The basic clinical feature and materials of all thesepatientsare presentedin (Table 1).
Case 1 was a 72-year-old man who was admitted to the Department ofPneumology on08 October, 2010, because of repeated episodes of coughing and a 2-year history of asthma, which became aggravated over the span of 2 months before presentation. The patient denied a history of PSVT or other cardiovascular diseases. A physical examination revealed a barrel chest, low breath sounds, heart rate (HR) of 80 beats per minute (bpm), and no murmur or premature beats. Electrocardiography (ECG) on admission showed a sinus rhythm with frequent premature atrial beats. Chest computed tomography (CT) revealed a soft tissue tumor in the left front of the mediastinum, measuring about 9.8×6.0 cm, with an inhomogeneous density. The esophagus and heart were displaced because of compression by the tumor (Figure 1A).
Diagnosis on admission was chronic obstructive pulmonary disease with acute exacerbation and a post-mediastinum tumor with an undetermined etiology. The symptoms of this patient were relieved after treatment with anti-infective agents, which reduced sputum production and relieved the symptoms of asthma. However, on the afternoon of October 23, 2010, the patient experienced palpitations with sudden onset of persistent chest pain. An emergency ECG indicated PSVT with a HR of 174 bpm (Figure 1B).
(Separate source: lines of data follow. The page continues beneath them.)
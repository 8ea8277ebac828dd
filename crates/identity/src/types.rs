//! Core identity and trust types.
//!
//! These types are shared between the trust store, the verifier, and any
//! front-end presenting trust decisions. They carry no behavior beyond
//! construction and formatting; all decision logic lives in the trust crate.

use std::fmt;
use std::str::FromStr;
use std::time::SystemTime;

use serde::{Deserialize, Serialize};

/// The kind of cryptographic identity an endpoint presented.
#[derive(Debug, Clone, Copy, PartialEq, Eq, Hash, Serialize, Deserialize)]
#[serde(rename_all = "lowercase")]
pub enum IdentityType {
    /// A TLS certificate fingerprint.
    Tls,
    /// An SSH host key fingerprint.
    Ssh,
}

impl fmt::Display for IdentityType {
    fn fmt(&self, f: &mut fmt::Formatter<'_>) -> fmt::Result {
        match self {
            Self::Tls => write!(f, "tls"),
            Self::Ssh => write!(f, "ssh"),
        }
    }
}

impl FromStr for IdentityType {
    type Err = String;

    fn from_str(s: &str) -> Result<Self, Self::Err> {
        match s.to_ascii_lowercase().as_str() {
            "tls" => Ok(Self::Tls),
            "ssh" => Ok(Self::Ssh),
            other => Err(format!("unknown identity type: {other} (expected tls or ssh)")),
        }
    }
}

/// Whether a trust record is shared across all connections to an endpoint
/// or bound to one specific connection configuration.
///
/// A connection-scoped record, when present, takes precedence over a global
/// record for the same endpoint. This enables per-connection overrides of a
/// shared host, e.g. multiplexed services behind one address.
#[derive(Debug, Clone, PartialEq, Eq, Hash, Serialize, Deserialize)]
#[serde(tag = "kind", content = "id", rename_all = "lowercase")]
pub enum Scope {
    /// Shared across all connections to the endpoint.
    Global,
    /// Bound to one connection configuration.
    Connection(String),
}

impl Scope {
    /// Returns the connection id for a connection-scoped record.
    pub fn connection_id(&self) -> Option<&str> {
        match self {
            Self::Global => None,
            Self::Connection(id) => Some(id),
        }
    }

    /// Returns true for the global scope.
    pub fn is_global(&self) -> bool {
        matches!(self, Self::Global)
    }
}

impl fmt::Display for Scope {
    fn fmt(&self, f: &mut fmt::Formatter<'_>) -> fmt::Result {
        match self {
            Self::Global => write!(f, "global"),
            Self::Connection(id) => write!(f, "connection:{id}"),
        }
    }
}

/// The policy applied when verifying an observed endpoint identity.
#[derive(Debug, Clone, Copy, PartialEq, Eq, Serialize, Deserialize, Default)]
#[serde(rename_all = "snake_case")]
pub enum TrustPolicy {
    /// Trust on first use: silent once a fingerprint is known, prompt on
    /// anything novel or changed. Matches conventional SSH behavior.
    #[default]
    Tofu,
    /// Every connection requires fresh human confirmation, even against an
    /// already-trusted fingerprint.
    AlwaysAsk,
    /// Skip verification entirely; never blocks a connection, but history
    /// is still recorded for inspection.
    AlwaysTrust,
    /// Only pre-provisioned fingerprints are accepted; never auto-trusts
    /// and never prompts.
    Strict,
}

impl fmt::Display for TrustPolicy {
    fn fmt(&self, f: &mut fmt::Formatter<'_>) -> fmt::Result {
        match self {
            Self::Tofu => write!(f, "tofu"),
            Self::AlwaysAsk => write!(f, "always_ask"),
            Self::AlwaysTrust => write!(f, "always_trust"),
            Self::Strict => write!(f, "strict"),
        }
    }
}

impl FromStr for TrustPolicy {
    type Err = String;

    fn from_str(s: &str) -> Result<Self, Self::Err> {
        match s.to_ascii_lowercase().as_str() {
            "tofu" => Ok(Self::Tofu),
            "always_ask" => Ok(Self::AlwaysAsk),
            "always_trust" => Ok(Self::AlwaysTrust),
            "strict" => Ok(Self::Strict),
            other => Err(format!(
                "unknown trust policy: {other} (expected tofu, always_ask, always_trust, or strict)"
            )),
        }
    }
}

/// An identity observed during a connection handshake.
///
/// Produced by the external TLS/SSH handshake layer once a raw
/// cryptographic identity has been reduced to a fingerprint string. This
/// subsystem never parses certificates or key blobs itself.
#[derive(Debug, Clone, PartialEq, Eq, Serialize, Deserialize)]
pub struct ObservedIdentity {
    /// Endpoint hostname or address.
    pub host: String,
    /// Endpoint port.
    pub port: u16,
    /// Which kind of identity was presented.
    pub identity_type: IdentityType,
    /// The already-computed fingerprint, as supplied by the handshake layer.
    pub fingerprint: String,
}

impl ObservedIdentity {
    /// Creates an observed identity.
    pub fn new(
        host: impl Into<String>,
        port: u16,
        identity_type: IdentityType,
        fingerprint: impl Into<String>,
    ) -> Self {
        Self {
            host: host.into(),
            port,
            identity_type,
            fingerprint: fingerprint.into(),
        }
    }
}

/// The currently accepted fingerprint for an endpoint and when it was
/// first and most recently confirmed.
#[derive(Debug, Clone, PartialEq, Serialize, Deserialize)]
pub struct StoredIdentity {
    /// The accepted fingerprint.
    pub fingerprint: String,
    /// When this fingerprint was first accepted.
    pub first_seen: SystemTime,
    /// When this fingerprint was most recently confirmed.
    pub last_seen: SystemTime,
}

impl StoredIdentity {
    /// Creates a stored identity with both timestamps set to now.
    pub fn new(fingerprint: impl Into<String>) -> Self {
        let now = SystemTime::now();
        Self {
            fingerprint: fingerprint.into(),
            first_seen: now,
            last_seen: now,
        }
    }

    /// Returns true if the timestamps satisfy `first_seen <= last_seen`.
    pub fn is_consistent(&self) -> bool {
        self.first_seen <= self.last_seen
    }
}

/// Why a prompt verdict was raised.
#[derive(Debug, Clone, Copy, PartialEq, Eq, Serialize, Deserialize)]
#[serde(rename_all = "snake_case")]
pub enum PromptReason {
    /// No fingerprint is known for the endpoint yet (or the policy demands
    /// reconfirmation of a known one).
    FirstUse,
    /// The observed fingerprint differs from the stored one.
    Mismatch,
}

impl fmt::Display for PromptReason {
    fn fmt(&self, f: &mut fmt::Formatter<'_>) -> fmt::Result {
        match self {
            Self::FirstUse => write!(f, "first use"),
            Self::Mismatch => write!(f, "mismatch"),
        }
    }
}

/// Why a reject verdict was raised.
#[derive(Debug, Clone, Copy, PartialEq, Eq)]
pub enum RejectReason {
    /// Strict policy and no record has been provisioned for the endpoint.
    NoPreApprovedIdentity,
    /// The observed fingerprint differs from the stored one.
    IdentityMismatch,
}

/// The outcome of evaluating an observed identity against the applicable
/// policy and record.
///
/// `Prompt` carries the previously stored identity when one exists so a
/// front-end can show a side-by-side comparison.
#[derive(Debug, Clone, PartialEq)]
pub enum Verdict {
    /// Proceed; the caller records or refreshes the identity.
    Accept,
    /// Abort the connection with the given reason.
    Reject(RejectReason),
    /// Human confirmation is required before proceeding.
    Prompt {
        /// First-use or mismatch framing for the prompt.
        reason: PromptReason,
        /// The previously stored identity, if any.
        stored: Option<StoredIdentity>,
    },
}
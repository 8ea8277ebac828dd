//! Error types for trust decisions.

use thiserror::Error;

/// Trust error type covering every way a connection attempt can be refused,
/// plus store persistence failures.
///
/// Every variant that aborts a connection carries a message suitable for
/// user-facing display verbatim; callers must not collapse these into a
/// generic "connection failed".
#[derive(Debug, Error)]
pub enum TrustError {
    /// Strict policy and no record has been provisioned for the endpoint.
    #[error("no pre-approved identity for {host}:{port}")]
    NoPreApprovedIdentity {
        /// Endpoint hostname.
        host: String,
        /// Endpoint port.
        port: u16,
    },

    /// The observed fingerprint differs from the stored one.
    #[error("identity mismatch for {host}:{port}")]
    IdentityMismatch {
        /// Endpoint hostname.
        host: String,
        /// Endpoint port.
        port: u16,
    },

    /// A first-use or reconfirmation prompt was explicitly rejected.
    #[error("identity for {host}:{port} declined by user")]
    TrustDeclined {
        /// Endpoint hostname.
        host: String,
        /// Endpoint port.
        port: u16,
    },

    /// The prompt was dismissed or the connection attempt torn down while
    /// a decision was pending. Treated identically to an explicit reject.
    #[error("trust prompt abandoned for {host}:{port}")]
    PromptAbandoned {
        /// Endpoint hostname.
        host: String,
        /// Endpoint port.
        port: u16,
    },

    /// The trust store file could not be read, written, or parsed.
    #[error("trust store persistence failed: {0}")]
    Persistence(String),
}

impl TrustError {
    /// Short reason code for log correlation.
    pub fn reason_code(&self) -> &'static str {
        match self {
            Self::NoPreApprovedIdentity { .. } => "no_pre_approved_identity",
            Self::IdentityMismatch { .. } => "identity_mismatch",
            Self::TrustDeclined { .. } => "trust_declined",
            Self::PromptAbandoned { .. } => "prompt_abandoned",
            Self::Persistence(_) => "persistence",
        }
    }
}

/// Result type alias for trust operations.
pub type Result<T> = std::result::Result<T, TrustError>;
After injection of the antiarrhythmic agent propafenone (50 mg), heartbeat and sinus rhythm recovered suddenly to 90 bpm. Meanwhile, the symptoms disappeared. On November 8, 2010, the patient again experienced sudden palpitations, which was confirmed as an additional episode of PSVT by ECG. Again, propafenone was administered and the heart regained sinus rhythm.
Afterward, PSVT occurred frequently and propafenone tablets (100 mg) were prescribed at three times a day from 29 November, 2010. However, this treatment was not effective and PSVT occurred more frequently. From November 8, 2010 to December 10, 2010, intravenous injection of propafenone for cardioversion was administered 18 times. On November 10, 2010, a chest CT reexamination showed that the mass had grown to 11.0× 6.0 cm. Because of severe body-wasting and disordered cardiac structure, no cardiac electrophysiological examination or radiofrequency ablation was performed. Finally, on December 10, 2010, the patient was discharged against medical advice and died at home.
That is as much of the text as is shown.